▶ **HOW TO COMPLETE THIS TASK**
From the entries below, gather every line containing the string "amounts".

Dataset records:
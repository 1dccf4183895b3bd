use rust_decimal::Decimal;
use serde::{Deserialize, Serialize};
use thiserror::Error;

use crate::BracketSchedule;

/// Errors found while validating a [`TaxYearConfig`].
#[derive(Debug, Error, PartialEq, Eq)]
pub enum ConfigError {
    /// A rate outside `[0, 1]`.
    #[error("{name} must be between 0 and 1, got {value}")]
    InvalidRate { name: &'static str, value: Decimal },

    /// A cutoff, deduction or year count below zero.
    #[error("{name} must be non-negative, got {value}")]
    NegativeAmount { name: &'static str, value: Decimal },
}

/// Statutory constants for one tax year.
///
/// Every amount is in unit-10k. Fields missing from a deserialized config
/// take their 2025 value, so a config file only needs to list what changed.
///
/// # Example
///
/// ```
/// use rust_decimal_macros::dec;
/// use broadtax_core::TaxYearConfig;
///
/// let config = TaxYearConfig {
///     earned_income_deduction: dec!(300),
///     ..TaxYearConfig::year_2025()
/// };
///
/// assert_eq!(config.premium_rate(), dec!(0.080082));
/// assert_eq!(config.validate(), Ok(()));
/// ```
#[derive(Debug, Clone, PartialEq, Eq, Serialize, Deserialize)]
#[serde(default)]
pub struct TaxYearConfig {
    pub tax_year: i32,

    /// Flat rate withheld on financial income (14% national + 1.4% local).
    pub withholding_rate: Decimal,

    /// Personal deduction subtracted before the progressive schedule.
    pub earned_income_deduction: Decimal,

    /// Financial income above this amount is folded into comprehensive taxation.
    pub financial_income_cutoff: Decimal,

    /// Health insurance premium rate.
    pub health_insurance_rate: Decimal,

    /// Long-term care premium, expressed as a rate on income.
    pub long_term_care_rate: Decimal,

    /// Employees pay an extra premium on non-salary income above this amount.
    pub employee_ex_salary_cutoff: Decimal,

    /// Dependents whose total income exceeds this amount lose their status.
    pub dependent_income_cutoff: Decimal,

    /// One-home sales up to this price are fully exempt from capital gains tax.
    pub luxury_house_cutoff: Decimal,

    /// Basic deduction from the capital gains tax base.
    pub capital_gain_deduction: Decimal,

    /// Long-term holding deduction earned per full year held or lived in.
    pub annual_deduction_rate: Decimal,
    pub max_holding_deduction: Decimal,
    pub max_residency_deduction: Decimal,

    /// Holding periods shorter than this earn no holding deduction.
    pub min_holding_years: Decimal,

    /// Residency periods shorter than this earn no residency deduction.
    pub min_residency_years: Decimal,

    pub brackets: BracketSchedule,
}

impl TaxYearConfig {
    pub fn year_2025() -> Self {
        Self {
            tax_year: 2025,
            withholding_rate: Decimal::new(154, 3),
            earned_income_deduction: Decimal::from(150),
            financial_income_cutoff: Decimal::from(2000),
            health_insurance_rate: Decimal::new(709, 4),
            long_term_care_rate: Decimal::new(9182, 6),
            employee_ex_salary_cutoff: Decimal::from(2000),
            dependent_income_cutoff: Decimal::from(2000),
            luxury_house_cutoff: Decimal::from(120_000),
            capital_gain_deduction: Decimal::from(250),
            annual_deduction_rate: Decimal::new(4, 2),
            max_holding_deduction: Decimal::new(40, 2),
            max_residency_deduction: Decimal::new(40, 2),
            min_holding_years: Decimal::from(3),
            min_residency_years: Decimal::from(2),
            brackets: BracketSchedule::year_2025(),
        }
    }

    /// Combined health and long-term care premium rate (8.0082% for 2025).
    pub fn premium_rate(&self) -> Decimal {
        self.health_insurance_rate + self.long_term_care_rate
    }

    /// Checks every rate lies in `[0, 1]` and every amount is non-negative.
    ///
    /// The bracket schedule is validated when it is built.
    ///
    /// # Errors
    ///
    /// Returns the first [`ConfigError`] found.
    pub fn validate(&self) -> Result<(), ConfigError> {
        let rates = [
            ("withholding_rate", self.withholding_rate),
            ("health_insurance_rate", self.health_insurance_rate),
            ("long_term_care_rate", self.long_term_care_rate),
            ("premium_rate", self.premium_rate()),
            ("annual_deduction_rate", self.annual_deduction_rate),
            ("max_holding_deduction", self.max_holding_deduction),
            ("max_residency_deduction", self.max_residency_deduction),
        ];
        for (name, value) in rates {
            if value < Decimal::ZERO || value > Decimal::ONE {
                return Err(ConfigError::InvalidRate { name, value });
            }
        }

        let amounts = [
            ("earned_income_deduction", self.earned_income_deduction),
            ("financial_income_cutoff", self.financial_income_cutoff),
            ("employee_ex_salary_cutoff", self.employee_ex_salary_cutoff),
            ("dependent_income_cutoff", self.dependent_income_cutoff),
            ("luxury_house_cutoff", self.luxury_house_cutoff),
            ("capital_gain_deduction", self.capital_gain_deduction),
            ("min_holding_years", self.min_holding_years),
            ("min_residency_years", self.min_residency_years),
        ];
        for (name, value) in amounts {
            if value < Decimal::ZERO {
                return Err(ConfigError::NegativeAmount { name, value });
            }
        }

        Ok(())
    }
}

impl Default for TaxYearConfig {
    fn default() -> Self {
        Self::year_2025()
    }
}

▶ **RESPONSE TO THE EXERCISE**
        let amounts = [
        for (name, value) in amounts {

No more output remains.